18 juin 2022 (08H45) – Nous avions, céans, sur ce site et à propos d’AMLO (Andrès Manuel Lopez Obrador), évoqué le destin des choses qui font qu’aujourd’hui, un “nouveau G-8” vaudrait largement le G-8 ancien avant de devenir G-7 (expulsion de la Russie). L’idée a été lancée de Russie, du président de la Douma :

« Dans une communication sur ‘Telegram’, le Speaker de la Douma Viacheslav Volodine a inclus un tableau avec des données du FMI sur le PIB basé sur la parité de pouvoir d’achat (PPA) des pays qu'il appelle le “nouveau G8” et des pays formant l'actuel G7 (après la suspension de la participation de la Russie au bloc en raison du vote de la Crimée en 2014, le G8 s'est effectivement transformé en G7).

» “Le groupe des huit pays ne participant pas aux guerres des sanctions rassemblés en termes de PIB mesuré en PPA, – Chine, Inde, Russie, Indonésie, Brésil, Mexique, Iran, Turquie, – a une avance de 24,4% sur l'ancien groupe”, écrit Volodine.

» Selon lui, les économies des membres du G7, – États-Unis, Japon, Allemagne, Grande-Bretagne, France, Italie et Canada, – continuent à “s’effondrer sous le poids des sanctions imposées à la Russie”. »

Là-dessus, nous élaborions à partir de cette hypothèse, dans une époque où les choses vont si vite que de telles supputations ont largement leur place ; avec la question prospective : que serait exactement ce “nouveau G-8” ? Eh bien, beaucoup plus qu’un simple “G” (Groupe) de plus...

« En fait, on n’est pas loin de suggérer qu’il s’agirait d’un BRICS élargi (où l’on trouve par ailleurs l’Afrique du Sud, puissance africaine qui permet à ce continent de figurer), où l’Amérique Latine avec le Mexique aurait une place et un poids importants. Cette place et ce poids auraient une importance politique également si, par exemple justifié par sa position dans les sondages, Lula redevenait (après ses premiers mandats des années 2000) président en octobre face à Bolsanaro. Au-delà, on peut imaginer d’autres nébuleuses en formation avec ces mêmes groupes de pays, par exemple autour d’organisations telles que l’OCS (Organisation de Coopération de Shanghai) dont l’élargissement au-delà de sa sphère régionale et continentale serait plus que justifié par l’élargissement constant de l’OTAN. »

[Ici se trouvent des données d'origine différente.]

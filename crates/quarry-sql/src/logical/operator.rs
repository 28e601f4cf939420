//! Logical operators.
//!
//! Each node exclusively owns its children, so the tree is acyclic by
//! construction and can be rewritten in place.

use std::fmt;
use std::sync::Arc;

use quarry_common::error::QuarryResult;

use crate::expr::Expression;
use crate::stmt::{Assignment, Field};
use crate::storage::{Table, Value};

/// A logical operator.
#[derive(Debug, Clone, PartialEq)]
pub enum LogicalOperator {
    /// Table scan.
    TableGet(TableGetOperator),

    /// Filter.
    Predicate(PredicateOperator),

    /// Projection.
    Project(ProjectOperator),

    /// Cartesian join of two inputs.
    Join(JoinOperator),

    /// Single-row insert.
    Insert(InsertOperator),

    /// Update of every input row.
    Update(UpdateOperator),

    /// Delete of every input row.
    Delete(DeleteOperator),

    /// Plan description of the input.
    Explain(ExplainOperator),
}

impl LogicalOperator {
    /// Returns the child operators, in order.
    pub fn children(&self) -> Vec<&LogicalOperator> {
        match self {
            LogicalOperator::TableGet(_) | LogicalOperator::Insert(_) => vec![],
            LogicalOperator::Predicate(op) => vec![&op.input],
            LogicalOperator::Project(op) => vec![&op.input],
            LogicalOperator::Join(op) => vec![&op.left, &op.right],
            LogicalOperator::Update(op) => vec![&op.input],
            LogicalOperator::Delete(op) => vec![&op.input],
            LogicalOperator::Explain(op) => vec![&op.input],
        }
    }

    /// Returns the child operators mutably, in order.
    pub fn children_mut(&mut self) -> Vec<&mut LogicalOperator> {
        match self {
            LogicalOperator::TableGet(_) | LogicalOperator::Insert(_) => vec![],
            LogicalOperator::Predicate(op) => vec![&mut op.input],
            LogicalOperator::Project(op) => vec![&mut op.input],
            LogicalOperator::Join(op) => vec![&mut op.left, &mut op.right],
            LogicalOperator::Update(op) => vec![&mut op.input],
            LogicalOperator::Delete(op) => vec![&mut op.input],
            LogicalOperator::Explain(op) => vec![&mut op.input],
        }
    }

    /// Rebuilds this node with each child replaced by `f(child)`.
    ///
    /// Children are visited in order. The first error aborts the rebuild.
    pub fn try_map_children<F>(self, mut f: F) -> QuarryResult<Self>
    where
        F: FnMut(LogicalOperator) -> QuarryResult<LogicalOperator>,
    {
        Ok(match self {
            leaf @ (LogicalOperator::TableGet(_) | LogicalOperator::Insert(_)) => leaf,
            LogicalOperator::Predicate(mut op) => {
                op.input = Box::new(f(*op.input)?);
                LogicalOperator::Predicate(op)
            }
            LogicalOperator::Project(mut op) => {
                op.input = Box::new(f(*op.input)?);
                LogicalOperator::Project(op)
            }
            LogicalOperator::Join(mut op) => {
                op.left = Box::new(f(*op.left)?);
                op.right = Box::new(f(*op.right)?);
                LogicalOperator::Join(op)
            }
            LogicalOperator::Update(mut op) => {
                op.input = Box::new(f(*op.input)?);
                LogicalOperator::Update(op)
            }
            LogicalOperator::Delete(mut op) => {
                op.input = Box::new(f(*op.input)?);
                LogicalOperator::Delete(op)
            }
            LogicalOperator::Explain(mut op) => {
                op.input = Box::new(f(*op.input)?);
                LogicalOperator::Explain(op)
            }
        })
    }

    /// Returns the expressions owned by this node itself.
    pub fn expressions_mut(&mut self) -> Vec<&mut Expression> {
        match self {
            LogicalOperator::TableGet(op) => op.predicates.iter_mut().collect(),
            LogicalOperator::Predicate(op) => vec![&mut op.expression],
            _ => vec![],
        }
    }

    /// Returns true if this operator has no children.
    pub fn is_leaf(&self) -> bool {
        matches!(
            self,
            LogicalOperator::TableGet(_) | LogicalOperator::Insert(_)
        )
    }

    /// Returns the operator name.
    pub fn name(&self) -> &'static str {
        match self {
            LogicalOperator::TableGet(_) => "TableGet",
            LogicalOperator::Predicate(_) => "Predicate",
            LogicalOperator::Project(_) => "Project",
            LogicalOperator::Join(_) => "Join",
            LogicalOperator::Insert(_) => "Insert",
            LogicalOperator::Update(_) => "Update",
            LogicalOperator::Delete(_) => "Delete",
            LogicalOperator::Explain(_) => "Explain",
        }
    }
}

impl fmt::Display for LogicalOperator {
    fn fmt(&self, f: &mut fmt::Formatter<'_>) -> fmt::Result {
        match self {
            LogicalOperator::TableGet(op) => {
                write!(f, "TableGet: {}", op.table.name())?;
                if !op.fields.is_empty() {
                    let fields: Vec<_> = op.fields.iter().map(|f| f.field_name()).collect();
                    write!(f, " [{}]", fields.join(", "))?;
                }
                if !op.readonly {
                    write!(f, " (for write)")?;
                }
                if !op.predicates.is_empty() {
                    let preds: Vec<_> = op.predicates.iter().map(ToString::to_string).collect();
                    write!(f, " (filters: {})", preds.join(" AND "))?;
                }
                Ok(())
            }
            LogicalOperator::Predicate(op) => write!(f, "Predicate: {}", op.expression),
            LogicalOperator::Project(op) => {
                let fields: Vec<_> = op.fields.iter().map(ToString::to_string).collect();
                write!(f, "Project: {}", fields.join(", "))
            }
            LogicalOperator::Join(_) => write!(f, "Join"),
            LogicalOperator::Insert(op) => {
                let values: Vec<_> = op.values.iter().map(ToString::to_string).collect();
                write!(f, "Insert: {} ({})", op.table.name(), values.join(", "))
            }
            LogicalOperator::Update(op) => {
                let sets: Vec<_> = op.assignments.iter().map(ToString::to_string).collect();
                write!(f, "Update: {} SET {}", op.table.name(), sets.join(", "))
            }
            LogicalOperator::Delete(op) => write!(f, "Delete: {}", op.table.name()),
            LogicalOperator::Explain(_) => write!(f, "Explain"),
        }
    }
}

/// Table scan.
#[derive(Debug, Clone)]
pub struct TableGetOperator {
    /// Scanned table.
    pub table: Arc<Table>,
    /// Fields the scan is expected to produce.
    pub fields: Vec<Field>,
    /// False when the scan feeds a mutation.
    pub readonly: bool,
    /// Predicates evaluated by the scan itself.
    pub predicates: Vec<Expression>,
}

impl TableGetOperator {
    /// Creates a scan of `table`.
    pub fn new(table: Arc<Table>, fields: Vec<Field>, readonly: bool) -> Self {
        Self {
            table,
            fields,
            readonly,
            predicates: Vec::new(),
        }
    }
}

impl PartialEq for TableGetOperator {
    fn eq(&self, other: &Self) -> bool {
        self.table.name() == other.table.name()
            && self.fields == other.fields
            && self.readonly == other.readonly
            && self.predicates == other.predicates
    }
}

/// Filter.
#[derive(Debug, Clone, PartialEq)]
pub struct PredicateOperator {
    /// Input operator.
    pub input: Box<LogicalOperator>,
    /// Filter expression.
    pub expression: Expression,
}

/// Projection.
#[derive(Debug, Clone, PartialEq)]
pub struct ProjectOperator {
    /// Input operator.
    pub input: Box<LogicalOperator>,
    /// Projected fields, in select-list order.
    pub fields: Vec<Field>,
}

/// Join.
#[derive(Debug, Clone, PartialEq)]
pub struct JoinOperator {
    /// Left input.
    pub left: Box<LogicalOperator>,
    /// Right input.
    pub right: Box<LogicalOperator>,
}

/// Insert.
#[derive(Debug, Clone)]
pub struct InsertOperator {
    /// Target table.
    pub table: Arc<Table>,
    /// User field values.
    pub values: Vec<Value>,
}

impl PartialEq for InsertOperator {
    fn eq(&self, other: &Self) -> bool {
        self.table.name() == other.table.name() && self.values == other.values
    }
}

/// Update.
#[derive(Debug, Clone)]
pub struct UpdateOperator {
    /// Input operator.
    pub input: Box<LogicalOperator>,
    /// Target table.
    pub table: Arc<Table>,
    /// Assignments, in order.
    pub assignments: Vec<Assignment>,
}

impl PartialEq for UpdateOperator {
    fn eq(&self, other: &Self) -> bool {
        self.table.name() == other.table.name()
            && self.assignments == other.assignments
            && self.input == other.input
    }
}

/// Delete.
#[derive(Debug, Clone)]
pub struct DeleteOperator {
    /// Input operator.
    pub input: Box<LogicalOperator>,
    /// Target table.
    pub table: Arc<Table>,
}

impl PartialEq for DeleteOperator {
    fn eq(&self, other: &Self) -> bool {
        self.table.name() == other.table.name() && self.input == other.input
    }
}

/// Explain.
#[derive(Debug, Clone, PartialEq)]
pub struct ExplainOperator {
    /// Explained plan.
    pub input: Box<LogicalOperator>,
}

Depuis hier matin où j’ai pris connaissance de la dernière chronique de Pépé Escobar, prestement publiée en français sur  Réseau International’, on voit que l’idée du “nouveau G-8”, que Volodine n’a certainement pas lancé sans arrière-pensées ni soutiens de taille, est faite pour faire diablement vite son chemin. Cela se trace effectivement dans le sens déjà décrit, simplement  parce qu’il tombe sous le sens.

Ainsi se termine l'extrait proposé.